Saved entries
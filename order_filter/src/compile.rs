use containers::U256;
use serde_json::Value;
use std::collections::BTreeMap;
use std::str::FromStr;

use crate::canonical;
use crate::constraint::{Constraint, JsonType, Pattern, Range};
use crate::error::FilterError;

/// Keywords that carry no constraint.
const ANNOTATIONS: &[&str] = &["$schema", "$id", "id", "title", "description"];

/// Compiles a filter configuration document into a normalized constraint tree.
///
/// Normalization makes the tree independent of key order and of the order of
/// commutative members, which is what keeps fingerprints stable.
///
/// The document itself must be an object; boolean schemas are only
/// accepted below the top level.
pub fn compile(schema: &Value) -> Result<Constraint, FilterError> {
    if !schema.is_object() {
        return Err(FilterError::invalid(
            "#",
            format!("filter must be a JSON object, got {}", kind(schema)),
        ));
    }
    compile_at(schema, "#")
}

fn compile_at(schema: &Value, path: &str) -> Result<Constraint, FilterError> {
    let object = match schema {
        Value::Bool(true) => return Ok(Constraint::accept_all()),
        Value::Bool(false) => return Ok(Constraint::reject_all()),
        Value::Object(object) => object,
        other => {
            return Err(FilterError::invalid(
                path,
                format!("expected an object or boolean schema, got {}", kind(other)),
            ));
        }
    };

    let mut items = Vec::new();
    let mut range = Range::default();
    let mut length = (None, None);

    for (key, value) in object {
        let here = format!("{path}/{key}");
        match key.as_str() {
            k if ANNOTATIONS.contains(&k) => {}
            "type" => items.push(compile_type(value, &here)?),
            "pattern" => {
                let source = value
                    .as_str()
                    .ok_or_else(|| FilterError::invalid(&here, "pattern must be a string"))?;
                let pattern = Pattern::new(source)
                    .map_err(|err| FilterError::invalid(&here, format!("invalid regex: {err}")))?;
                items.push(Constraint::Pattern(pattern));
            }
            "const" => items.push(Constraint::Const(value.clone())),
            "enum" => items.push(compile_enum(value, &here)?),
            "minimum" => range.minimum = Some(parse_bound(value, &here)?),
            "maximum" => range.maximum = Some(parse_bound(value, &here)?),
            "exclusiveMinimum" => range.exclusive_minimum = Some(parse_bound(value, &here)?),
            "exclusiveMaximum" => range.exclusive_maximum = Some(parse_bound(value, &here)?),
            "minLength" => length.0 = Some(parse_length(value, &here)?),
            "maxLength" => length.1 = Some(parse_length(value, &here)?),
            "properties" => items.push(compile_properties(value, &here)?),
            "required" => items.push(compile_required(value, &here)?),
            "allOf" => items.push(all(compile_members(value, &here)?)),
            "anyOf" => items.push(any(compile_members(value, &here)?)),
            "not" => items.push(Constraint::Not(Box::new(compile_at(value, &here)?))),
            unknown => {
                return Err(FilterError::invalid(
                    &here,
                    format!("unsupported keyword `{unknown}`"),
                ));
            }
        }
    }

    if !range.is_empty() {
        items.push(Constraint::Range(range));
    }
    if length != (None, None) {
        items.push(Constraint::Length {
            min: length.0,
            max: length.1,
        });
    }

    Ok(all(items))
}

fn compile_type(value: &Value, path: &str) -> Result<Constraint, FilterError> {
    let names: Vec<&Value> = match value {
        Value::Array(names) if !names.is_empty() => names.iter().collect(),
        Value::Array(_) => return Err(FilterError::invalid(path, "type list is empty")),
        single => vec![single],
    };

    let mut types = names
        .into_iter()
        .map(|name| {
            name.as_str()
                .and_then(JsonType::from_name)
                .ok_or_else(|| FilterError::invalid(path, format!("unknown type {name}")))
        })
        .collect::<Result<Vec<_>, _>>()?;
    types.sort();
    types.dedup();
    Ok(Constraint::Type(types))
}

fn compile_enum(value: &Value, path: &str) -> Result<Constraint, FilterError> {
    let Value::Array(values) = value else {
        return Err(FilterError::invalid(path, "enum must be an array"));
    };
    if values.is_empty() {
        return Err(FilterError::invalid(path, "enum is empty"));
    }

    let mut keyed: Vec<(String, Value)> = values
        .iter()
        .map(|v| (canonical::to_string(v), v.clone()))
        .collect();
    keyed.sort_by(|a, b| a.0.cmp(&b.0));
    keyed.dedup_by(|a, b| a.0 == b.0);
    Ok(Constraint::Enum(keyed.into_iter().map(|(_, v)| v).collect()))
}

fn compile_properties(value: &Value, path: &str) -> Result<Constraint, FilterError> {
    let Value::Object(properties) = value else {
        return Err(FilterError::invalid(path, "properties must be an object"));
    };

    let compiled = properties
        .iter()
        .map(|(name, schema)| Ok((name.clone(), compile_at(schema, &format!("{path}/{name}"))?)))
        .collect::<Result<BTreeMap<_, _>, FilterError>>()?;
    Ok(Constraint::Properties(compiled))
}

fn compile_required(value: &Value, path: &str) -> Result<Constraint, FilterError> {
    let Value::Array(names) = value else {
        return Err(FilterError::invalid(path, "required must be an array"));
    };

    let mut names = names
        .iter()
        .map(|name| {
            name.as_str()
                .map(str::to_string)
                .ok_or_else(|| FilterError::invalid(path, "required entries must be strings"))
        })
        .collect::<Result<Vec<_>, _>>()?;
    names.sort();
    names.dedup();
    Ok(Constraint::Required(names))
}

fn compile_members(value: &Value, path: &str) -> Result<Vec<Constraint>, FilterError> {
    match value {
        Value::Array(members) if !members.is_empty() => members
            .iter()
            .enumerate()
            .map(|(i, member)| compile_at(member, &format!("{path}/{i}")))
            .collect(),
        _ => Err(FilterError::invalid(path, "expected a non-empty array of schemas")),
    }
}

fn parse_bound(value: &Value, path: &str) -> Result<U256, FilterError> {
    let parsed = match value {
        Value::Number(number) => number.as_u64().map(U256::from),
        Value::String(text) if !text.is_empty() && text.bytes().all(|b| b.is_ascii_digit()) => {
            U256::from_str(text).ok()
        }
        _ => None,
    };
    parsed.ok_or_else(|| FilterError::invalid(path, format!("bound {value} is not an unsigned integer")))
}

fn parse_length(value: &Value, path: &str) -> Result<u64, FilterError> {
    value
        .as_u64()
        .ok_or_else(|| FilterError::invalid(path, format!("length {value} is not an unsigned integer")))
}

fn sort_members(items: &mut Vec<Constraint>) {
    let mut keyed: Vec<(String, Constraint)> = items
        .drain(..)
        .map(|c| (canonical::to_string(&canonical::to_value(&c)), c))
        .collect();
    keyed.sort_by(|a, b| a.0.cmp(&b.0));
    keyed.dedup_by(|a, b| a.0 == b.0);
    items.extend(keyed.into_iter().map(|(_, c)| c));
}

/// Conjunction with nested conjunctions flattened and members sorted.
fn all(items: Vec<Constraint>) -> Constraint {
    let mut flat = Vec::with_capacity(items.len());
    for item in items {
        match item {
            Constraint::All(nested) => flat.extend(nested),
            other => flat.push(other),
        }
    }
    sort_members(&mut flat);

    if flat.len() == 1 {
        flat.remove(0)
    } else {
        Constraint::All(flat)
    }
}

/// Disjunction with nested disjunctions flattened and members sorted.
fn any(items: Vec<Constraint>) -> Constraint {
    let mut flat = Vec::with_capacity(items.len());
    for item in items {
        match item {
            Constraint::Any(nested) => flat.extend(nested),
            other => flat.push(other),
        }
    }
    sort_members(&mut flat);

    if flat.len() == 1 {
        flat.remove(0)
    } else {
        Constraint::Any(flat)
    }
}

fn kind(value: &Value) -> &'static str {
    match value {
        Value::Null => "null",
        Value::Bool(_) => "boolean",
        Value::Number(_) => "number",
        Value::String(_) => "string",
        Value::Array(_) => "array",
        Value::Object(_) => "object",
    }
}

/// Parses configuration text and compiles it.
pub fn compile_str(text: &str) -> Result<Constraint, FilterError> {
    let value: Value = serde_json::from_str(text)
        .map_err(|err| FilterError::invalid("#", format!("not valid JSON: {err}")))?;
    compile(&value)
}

What you should do: Give the number of lines in the records that contain the word "expected", and write nothing else.

Written solution: 2